The way I structured the content on WPscoop might have been another contributing factor. I used pages instead of posts for all content that I wanted to rank, each of them with a clear focus and a hierarchical structure (parent and subpages).
In my opinion pages are the way to go for evergreen content that is intended to stay updated, like my comparison articles are. Posts on the other hand are better suited for news items, personal thoughts, commentary or anything else that loses relevance over time. I am still surprised that so many other big WordPress sites use posts for every kind of content, even though they will quickly disappear from the frontpage – making them harder to locate for visitors and search engines alike.
Anyways, the most important takeaway from those statistics might be that building a WordPress site in a small niche is much easier than a general all-topic WP blog and does not even require any huge marketing successes.
This is why I would advise anyone who is thinking about starting a new blog about WordPress to go the same way and find such a niche topic for themselves. As the WordPress community grows and attracts a mixed audience of developers, designers, businessmen and others it gets harder to get traction with a general WP blog trying to attract everybody.
The Next Challenges
1. More User Reviews
I see the user reviews on WPscoop as one of the most valuable things on the site for helping visitors find the plugins that are right for them. But as I already expected before launching the feature getting people to submit reviews is extremely hard. Over the past 6 months visitors have left a grand total of 93 reviews. While many of the popular premium plugins already have 5+ reviews many smaller ones are still sitting at zero.

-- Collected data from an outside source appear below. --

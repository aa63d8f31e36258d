//! Calling-side stream parameter encoder.
//!
//! Turns a [`StreamArg`] into the [`StreamDescriptor`] that travels in the
//! RPC payload and starts whatever delivery the stream needs. Encoding
//! returns as soon as delivery is started; it never waits for the transfer.

use std::fmt;
use std::io;
use std::pin::Pin;
use std::sync::Arc;
use std::task::{Context, Poll};

use tokio::io::{AsyncRead, ReadBuf};
use tokio::task::JoinHandle;
use tracing::debug;
use url::Url;
use uuid::Uuid;

use crate::delivery::{DeliveryAgent, DeliveryOutcome};
use crate::descriptor::StreamDescriptor;
use crate::error::StreamResult;
use crate::push_url::stream_url;
use crate::receiver::{ByteBody, StreamReceiver};
use crate::transport::PushTransport;

/// A placeholder stream that declares a length and yields no bytes.
#[derive(Debug, Clone, Copy, PartialEq, Eq)]
pub struct NullReader {
    len: u64,
}

impl NullReader {
    pub fn new(len: u64) -> Self {
        Self { len }
    }

    pub fn len(&self) -> u64 {
        self.len
    }

    pub fn is_empty(&self) -> bool {
        self.len == 0
    }
}

impl AsyncRead for NullReader {
    fn poll_read(
        self: Pin<&mut Self>,
        _cx: &mut Context<'_>,
        _buf: &mut ReadBuf<'_>,
    ) -> Poll<io::Result<()>> {
        Poll::Ready(Ok(()))
    }
}

/// A stream-typed RPC argument.
pub enum StreamArg {
    /// Reserves `len` bytes without sending any.
    Null(NullReader),
    /// Any local byte source.
    Reader(ByteBody),
    /// A stream received from an upstream hop; eligible for redirect.
    Receiver(StreamReceiver),
}

impl StreamArg {
    pub fn null(len: u64) -> Self {
        Self::Null(NullReader::new(len))
    }

    pub fn reader(reader: impl AsyncRead + Send + Unpin + 'static) -> Self {
        Self::Reader(Box::new(reader))
    }
}

impl From<StreamReceiver> for StreamArg {
    fn from(receiver: StreamReceiver) -> Self {
        Self::Receiver(receiver)
    }
}

impl From<NullReader> for StreamArg {
    fn from(reader: NullReader) -> Self {
        Self::Null(reader)
    }
}

impl fmt::Debug for StreamArg {
    fn fmt(&self, f: &mut fmt::Formatter<'_>) -> fmt::Result {
        match self {
            Self::Null(r) => f.debug_tuple("Null").field(r).finish(),
            Self::Reader(_) => f.write_str("Reader(..)"),
            Self::Receiver(r) => f.debug_tuple("Receiver").field(r).finish(),
        }
    }
}

/// What the encoder started for a stream.
#[derive(Debug)]
pub enum Delivery {
    /// Nothing to send.
    Inline,
    /// The upstream sender was told to deliver straight to this URL.
    Redirected(Url),
    /// A delivery agent is pushing the bytes.
    Agent(JoinHandle<StreamResult<DeliveryOutcome>>),
}

/// A descriptor plus the delivery started for it.
#[derive(Debug)]
pub struct EncodedStream {
    pub descriptor: StreamDescriptor,
    pub delivery: Delivery,
}

/// Encodes stream arguments against one push base address.
pub struct StreamEncoder<T> {
    push_base: String,
    transport: Arc<T>,
}

impl<T: PushTransport> StreamEncoder<T> {
    pub fn new(push_base: impl Into<String>, transport: Arc<T>) -> Self {
        Self {
            push_base: push_base.into(),
            transport,
        }
    }

    pub fn push_base(&self) -> &str {
        &self.push_base
    }

    /// Encode one stream argument.
    ///
    /// Placeholders become `NoData` with no network action. Everything else
    /// gets a fresh stream id; a [`StreamReceiver`] is redirected to the new
    /// push URL when still possible, otherwise a [`DeliveryAgent`] is spawned.
    /// A malformed push base fails here, before anything is sent.
    pub fn encode(&self, arg: StreamArg) -> StreamResult<EncodedStream> {
        match arg {
            StreamArg::Null(reader) => Ok(EncodedStream {
                descriptor: StreamDescriptor::no_data(reader.len()),
                delivery: Delivery::Inline,
            }),
            StreamArg::Receiver(receiver) => self.encode_receiver(receiver),
            StreamArg::Reader(body) => {
                let id = Uuid::new_v4();
                let url = stream_url(&self.push_base, &id)?;
                Ok(self.spawn_agent(id, url, body))
            }
        }
    }

    fn encode_receiver(&self, receiver: StreamReceiver) -> StreamResult<EncodedStream> {
        let id = Uuid::new_v4();
        let url = stream_url(&self.push_base, &id)?;

        // Collapse the chain: let the original sender push straight to the next hop.
        if receiver.redirect(url.as_str()) {
            debug!(upstream = ?receiver.id(), stream_id = %id, %url, "redirected upstream stream");
            return Ok(EncodedStream {
                descriptor: StreamDescriptor::push(id),
                delivery: Delivery::Redirected(url),
            });
        }

        debug!(upstream = ?receiver.id(), stream_id = %id, "redirect refused; proxying stream bytes");
        Ok(self.spawn_agent(id, url, Box::new(receiver)))
    }

    fn spawn_agent(&self, id: Uuid, url: Url, body: ByteBody) -> EncodedStream {
        debug!(stream_id = %id, %url, "starting stream delivery");
        let handle = DeliveryAgent::new(self.transport.clone(), url, body).spawn();
        EncodedStream {
            descriptor: StreamDescriptor::push(id),
            delivery: Delivery::Agent(handle),
        }
    }
}

#[cfg(test)]
mod tests {
    use super::*;
    use std::io::Cursor;

    use http::StatusCode;
    use tokio::io::AsyncReadExt;
    use tokio::sync::mpsc;

    use crate::delivery::tests::ScriptedTransport;
    use crate::descriptor::StreamKind;
    use crate::error::StreamError;
    use crate::receiver::{Handoff, Outcome, ReceiverState};
    use crate::transport::PushResponse;

    const BASE: &str = "http://node:2345/rpc/streams/v0/push";

    fn encoder(transport: &Arc<ScriptedTransport>) -> StreamEncoder<ScriptedTransport> {
        StreamEncoder::new(BASE, transport.clone())
    }

    #[tokio::test]
    async fn null_reader_encodes_inline_without_network() {
        let transport = Arc::new(ScriptedTransport::new(Vec::new()));
        let encoded = encoder(&transport).encode(StreamArg::null(4096)).unwrap();

        assert_eq!(encoded.descriptor, StreamDescriptor::no_data(4096));
        assert!(matches!(encoded.delivery, Delivery::Inline));
        tokio::task::yield_now().await;
        assert_eq!(transport.probe_count(), 0);
        assert_eq!(transport.push_count(), 0);
    }

    #[tokio::test]
    async fn null_reader_reads_nothing() {
        let mut reader = NullReader::new(10);
        let mut out = Vec::new();
        assert_eq!(reader.read_to_end(&mut out).await.unwrap(), 0);
        assert_eq!(reader.len(), 10);
    }

    #[tokio::test]
    async fn reader_spawns_agent_pushing_to_fresh_id() {
        let transport = Arc::new(ScriptedTransport::new([PushResponse::new(StatusCode::OK)]));
        let encoded = encoder(&transport)
            .encode(StreamArg::reader(Cursor::new(b"12345".to_vec())))
            .unwrap();

        assert_eq!(encoded.descriptor.kind(), StreamKind::PushStream);
        let id = encoded.descriptor.stream_id().unwrap();

        let Delivery::Agent(handle) = encoded.delivery else {
            panic!("expected a delivery agent");
        };
        let outcome = handle.await.unwrap().unwrap();
        let expected = Url::parse(&format!("{BASE}/{id}")).unwrap();
        assert_eq!(outcome, DeliveryOutcome::Delivered { url: expected.clone() });
        assert_eq!(
            transport.pushes.lock().unwrap()[0],
            (expected, b"12345".to_vec())
        );
    }

    #[tokio::test]
    async fn each_encode_uses_a_new_id() {
        let transport = Arc::new(ScriptedTransport::new(Vec::new()));
        let enc = encoder(&transport);
        let a = enc.encode(StreamArg::reader(Cursor::new(Vec::new()))).unwrap();
        let b = enc.encode(StreamArg::reader(Cursor::new(Vec::new()))).unwrap();
        assert_ne!(a.descriptor.stream_id(), b.descriptor.stream_id());
    }

    #[tokio::test]
    async fn malformed_push_base_fails_before_network() {
        let transport = Arc::new(ScriptedTransport::new(Vec::new()));
        let enc = StreamEncoder::new("::not a url::", transport.clone());

        let err = enc
            .encode(StreamArg::reader(Cursor::new(b"x".to_vec())))
            .unwrap_err();
        assert!(matches!(err, StreamError::InvalidPushAddress { .. }));
        tokio::task::yield_now().await;
        assert_eq!(transport.probe_count(), 0);
    }

    #[tokio::test]
    async fn unread_receiver_is_redirected_without_agent() {
        let transport = Arc::new(ScriptedTransport::new(Vec::new()));
        let (_handoffs, rx) = mpsc::channel(1);
        let (probe, probe_outcome) = Handoff::probe();
        let receiver = StreamReceiver::new(probe, rx);

        let encoded = encoder(&transport).encode(receiver.into()).unwrap();
        let id = encoded.descriptor.stream_id().unwrap();
        let Delivery::Redirected(url) = encoded.delivery else {
            panic!("expected a redirect");
        };
        assert_eq!(url.as_str(), format!("{BASE}/{id}"));
        assert_eq!(
            probe_outcome.await.unwrap(),
            Outcome::Redirect(url.to_string())
        );

        tokio::task::yield_now().await;
        assert_eq!(transport.probe_count(), 0);
    }

    #[tokio::test]
    async fn receiver_without_listener_falls_back_to_agent() {
        let transport = Arc::new(ScriptedTransport::new(Vec::new()));
        let (_handoffs, rx) = mpsc::channel(1);
        let (probe, probe_outcome) = Handoff::probe();
        drop(probe_outcome);
        let receiver = StreamReceiver::new(probe, rx);

        let encoded = encoder(&transport).encode(receiver.into()).unwrap();
        let Delivery::Agent(handle) = encoded.delivery else {
            panic!("expected a delivery agent");
        };
        // Nothing answers the fresh push URL, so the agent fails fast.
        assert!(handle.await.unwrap().is_err());
    }

    #[tokio::test]
    async fn bound_receiver_is_proxied_by_agent() {
        let transport = Arc::new(ScriptedTransport::new([PushResponse::new(StatusCode::OK)]));
        let (_handoffs, rx) = mpsc::channel(1);
        let (push, push_outcome) = Handoff::with_body(Box::new(Cursor::new(b"relay".to_vec())));
        let receiver = StreamReceiver::new(push, rx);
        assert_eq!(receiver.state(), ReceiverState::Bound);

        let encoded = encoder(&transport).encode(receiver.into()).unwrap();
        let Delivery::Agent(handle) = encoded.delivery else {
            panic!("expected a delivery agent");
        };
        handle.await.unwrap().unwrap();

        assert_eq!(transport.pushes.lock().unwrap()[0].1, b"relay".to_vec());
        // Upstream push completes once the relayed body is drained.
        assert!(push_outcome.await.is_err());
    }
}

This is where my failed outreach attempts come back to bite me. The search traffic that finds WPscoop is looking for solutions and simply in no position to write reviews. To get more of those I would have to attract more people on the user side to visit WPscoop, for example by building a community around the site.
The most important challenge for WPscoop will certainly be to grow the site further. Traffic growth has already stagnated over the last 2 to 3 months, where I did not work on the site at all. The best course of action here would probably be to hire a writer / editor to create new plugin comparisons and update the existing ones, since I do not have enough time for it myself. The problem with that is he/she would need to be able to use my comparison script, which unfortunately is a mess without any real user interface. Another problem is that the site earns no money yet to finance hiring said writer.
This brings me to the second challenge: Monetization. Which is something I have not given too much thought yet as I do not depend on making an income from WPscoop, but to drive the project further it will become a necessity.
I did already look into affiliate programs for the various plugins compared here a little and gave some of them a try. After doing so I am fairly certain this is not the way to go: Only a few of the premium WordPress plugins listed on WPscoop do have an affiliate program in the first place. Of those many don’t seem very reliable and could be terminated at any moment like we have seen happen in the past.
Alternatives will be sponsorships, banner sales or some form of pro listings / upgrades for the compared plugins. All of them will have their own pros and cons. Exploring those will be topic for another post, maybe in a year from now when I can look back at how growing WPscoop further and monetizing it have worked out.
I envision it might turn out to be another odyssey of trial and errors. But as long as the end result is positive again who am I to complain?